In that Order, the Court explained that under D. Kan. Rule 7.4(b), a party "who fails to file a responsive brief or memorandum within the time specified in D. Kan. Rule 6.1(d) waives the right to later file such brief or memorandum" unless there is a showing of excusable neglect. That rule also provides "[i]f a responsive brief or memorandum is not filed within the D. Kan.
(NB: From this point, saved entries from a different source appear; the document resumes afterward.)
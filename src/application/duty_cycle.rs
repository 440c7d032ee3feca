// Copyright (C) 2025 Paul Hampson
//
// This program is free software: you can redistribute it and/or modify it under
// the terms of the GNU General Public License version 3 as  published by the
// Free Software Foundation.
//
// This program is distributed in the hope that it will be useful, but WITHOUT
// ANY WARRANTY; without even the implied warranty of MERCHANTABILITY or FITNESS
// FOR A PARTICULAR PURPOSE.  See the GNU General Public License for more
// details.
//
// You should have received a copy of the GNU General Public License along with
// this program.  If not, see <https://www.gnu.org/licenses/>.

//! One wake cycle, from wake classification to the suspend call.

use crate::application::power::{
    REASON_ACQUISITION_FAILED, REASON_BUTTON_PEEK, REASON_DEFERRED_BUTTON, REASON_DELIVERED,
    REASON_DELIVERY_FAILED, REASON_DISPLAY_ONLY,
};
use crate::application::{ControllerState, PowerManager, SleepPlan, WakeCause, WakeReason};
use crate::config::{ConfigurationError, DeviceConfig};
use crate::connectivity::{ConnectivitySession, Identity, Transport, TransmissionOutcome};
use crate::hmi::{ButtonLatch, DisplayPanel, DisplayPresenter};
use crate::measurement::{build_measurement, Measurement};
use crate::sensors::{AcquisitionError, AcquisitionService, BatteryAdc, ClimateSensor, LoadCell};
use embassy_time::Timer;
use heapless::Vec;

/// First attempt plus one retry.
pub const MAX_PUBLISH_ATTEMPTS: u8 = 2;

const MAX_TRACE: usize = 8;
const NO_READING_MESSAGE: &str = "Scale unavailable";

pub type StateTrace = Vec<ControllerState, MAX_TRACE>;

/// What happened during one cycle.
#[derive(Debug, Clone, PartialEq)]
pub struct CycleReport {
    pub wake_reason: WakeReason,
    pub states: StateTrace,
    pub acquisition_error: Option<AcquisitionError>,
    pub publish_attempts: u8,
    /// Outcome of the last publish attempt, `None` if nothing was published
    pub outcome: Option<TransmissionOutcome>,
    pub sleep_plan: SleepPlan,
}

pub struct DutyCycleController<'a, LC, CS, BA, D, T, P> {
    config: &'a DeviceConfig,
    sensors: AcquisitionService<LC, CS, BA>,
    display: Option<D>,
    transport: Option<T>,
    power: P,
    button: &'a ButtonLatch,
    trace: StateTrace,
}

impl<'a, LC, CS, BA, D, T, P> DutyCycleController<'a, LC, CS, BA, D, T, P>
where
    LC: LoadCell,
    CS: ClimateSensor,
    BA: BatteryAdc,
    D: DisplayPanel,
    T: Transport,
    P: PowerManager,
{
    /// Checks the configuration before anything runs. A node without a panel needs a
    /// transport and the other way round.
    pub fn new(
        config: &'a DeviceConfig,
        sensors: AcquisitionService<LC, CS, BA>,
        display: Option<D>,
        transport: Option<T>,
        power: P,
        button: &'a ButtonLatch,
    ) -> Result<Self, ConfigurationError> {
        let checked = config.validate().and_then(|_| {
            if transport.is_none() && (display.is_none() || !config.display_enabled) {
                Err(ConfigurationError::NoOutput)
            } else {
                Ok(())
            }
        });
        if let Err(e) = checked {
            error!("Refusing to start: {:?}", e);
            return Err(e);
        }

        Ok(Self {
            config,
            sensors,
            display,
            transport,
            power,
            button,
            trace: Vec::new(),
        })
    }

    /// Run a full cycle and suspend. Always ends in `Sleeping` with a plan handed to the power
    /// layer, whatever failed along the way.
    pub async fn run_cycle(&mut self) -> CycleReport {
        self.trace.clear();
        enter(&mut self.trace, ControllerState::WakingUp);

        let cause = self.power.wake_cause();
        // a press during power on is left latched and picked up by the next cycle
        let latched = cause != WakeCause::PowerOn && self.button.take();
        let wake_reason = WakeReason::classify(cause, latched);
        info!("Wake cause {:?}, running as {:?}", cause, wake_reason);

        let mut report = CycleReport {
            wake_reason,
            states: StateTrace::new(),
            acquisition_error: None,
            publish_attempts: 0,
            outcome: None,
            sleep_plan: SleepPlan {
                duration: self.config.sleep_interval,
                reason: REASON_DISPLAY_ONLY,
            },
        };

        enter(&mut self.trace, ControllerState::Acquiring);
        let measurement = match self.sensors.acquire(self.config.load_cell_samples).await {
            Ok(raw) => Some(build_measurement(
                &raw,
                &self.config.calibration,
                self.power.now(),
            )),
            Err(e) => {
                warn!("Acquisition failed: {:?}", e);
                report.acquisition_error = Some(e);
                None
            }
        };
        self.sensors.power_down().await;
        if let Some(m) = &measurement {
            info!("Weight {} kg", m.weight_kg);
        }

        match wake_reason {
            WakeReason::ButtonPressed => self.show(measurement.as_ref()).await,
            WakeReason::TimerExpired | WakeReason::PowerOn => {
                if wake_reason == WakeReason::PowerOn || self.transport.is_none() {
                    self.show(measurement.as_ref()).await;
                }
                if let Some(m) = &measurement {
                    self.transmit(m, wake_reason == WakeReason::PowerOn, &mut report)
                        .await;
                }
            }
        }

        report.sleep_plan = self.plan_sleep(&report);
        enter(&mut self.trace, ControllerState::Sleeping);
        info!(
            "Sleeping for {} s: {}",
            report.sleep_plan.duration.as_secs(),
            report.sleep_plan.reason
        );
        report.states = self.trace.clone();
        self.power.suspend(&report.sleep_plan).await;
        report
    }

    async fn show(&mut self, measurement: Option<&Measurement>) {
        let enabled = self.config.display_enabled;
        let Some(panel) = self.display.as_mut().filter(|_| enabled) else {
            debug!("No panel to show the reading on");
            return;
        };
        enter(&mut self.trace, ControllerState::Displaying);

        let dwell = self.config.screen_dwell;
        let shown = match measurement {
            Some(m) => DisplayPresenter::present(panel, m, dwell).await,
            None => DisplayPresenter::present_fault(panel, NO_READING_MESSAGE, dwell).await,
        };
        if let Err(e) = shown {
            warn!("Panel error while presenting: {:?}", e);
        }
    }

    async fn transmit(
        &mut self,
        measurement: &Measurement,
        announce: bool,
        report: &mut CycleReport,
    ) {
        let Some(transport) = self.transport.as_mut() else {
            return;
        };
        enter(&mut self.trace, ControllerState::Transmitting);

        let config = self.config;
        let identity = Identity {
            device_id: config.device_id.as_str(),
            device_name: config.device_name.as_str(),
        };

        for attempt in 1..=MAX_PUBLISH_ATTEMPTS {
            report.publish_attempts = attempt;
            let mut session = ConnectivitySession::new(&mut *transport);
            let outcome = if announce {
                session
                    .announce_and_publish(
                        measurement,
                        &identity,
                        &config.endpoint,
                        &config.credentials,
                        config.publish_budget,
                        config.discovery_prefix.as_str(),
                    )
                    .await
            } else {
                session
                    .publish(
                        measurement,
                        &identity,
                        &config.endpoint,
                        &config.credentials,
                        config.publish_budget,
                    )
                    .await
            };
            report.outcome = Some(outcome);

            if outcome == TransmissionOutcome::Delivered {
                return;
            }
            warn!(
                "Publish attempt {} of {} ended {:?}",
                attempt, MAX_PUBLISH_ATTEMPTS, outcome
            );
            if attempt < MAX_PUBLISH_ATTEMPTS {
                Timer::after(config.retry_pause).await;
            }
        }
    }

    fn plan_sleep(&self, report: &CycleReport) -> SleepPlan {
        if self.button.is_pending() {
            return SleepPlan {
                duration: self.config.deferred_button_sleep,
                reason: REASON_DEFERRED_BUTTON,
            };
        }

        let (duration, reason) = match (report.wake_reason, report.outcome) {
            (WakeReason::ButtonPressed, _) => (self.config.button_sleep, REASON_BUTTON_PEEK),
            _ if report.acquisition_error.is_some() => {
                (self.config.sleep_interval, REASON_ACQUISITION_FAILED)
            }
            (_, Some(TransmissionOutcome::Delivered)) => {
                (self.config.sleep_interval, REASON_DELIVERED)
            }
            (_, Some(_)) => (self.config.sleep_interval, REASON_DELIVERY_FAILED),
            (_, None) => (self.config.sleep_interval, REASON_DISPLAY_ONLY),
        };
        SleepPlan { duration, reason }
    }

}

fn enter(trace: &mut StateTrace, state: ControllerState) {
    info!("Controller -> {:?}", state);
    let _ = trace.push(state);
}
Rule 6.1(d) time requirements, the court will consider and decide the motion as an uncontested motion. Ordinarily, the court will grant the motion without further notice." D. Kan. Rule 7.4(b).
Because plaintiff had failed to respond to defendants' Motion to Dismiss, the Court directed plaintiff to show cause, in writing, on or before December 1, 2014, why it should not consider and rule on defendants' motion as an uncontested one under D. Kan. Rule 7.4(b). The Court also ordered plaintiff to file any response to defendants' Motion to Dismiss on or before December 1, 2014.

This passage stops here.